▶ Required work: Lines before the one containing "the canonical model." are left out; return that line and every line after it exactly, through the end of the data below.

▶ Records for this task:
//! Parsing of design documents.
//!
//! This module reads structured design JSON and normalizes loosely typed
//! cabinet modules into the canonical model.

pub mod design_json;

// Re-export commonly used functions
pub use design_json::{load_design, normalize_design, parse_design_str, ParsedDesign};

▶ Response to this exercise:
//! cabinet modules into the canonical model.

pub mod design_json;

// Re-export commonly used functions
pub use design_json::{load_design, normalize_design, parse_design_str, ParsedDesign};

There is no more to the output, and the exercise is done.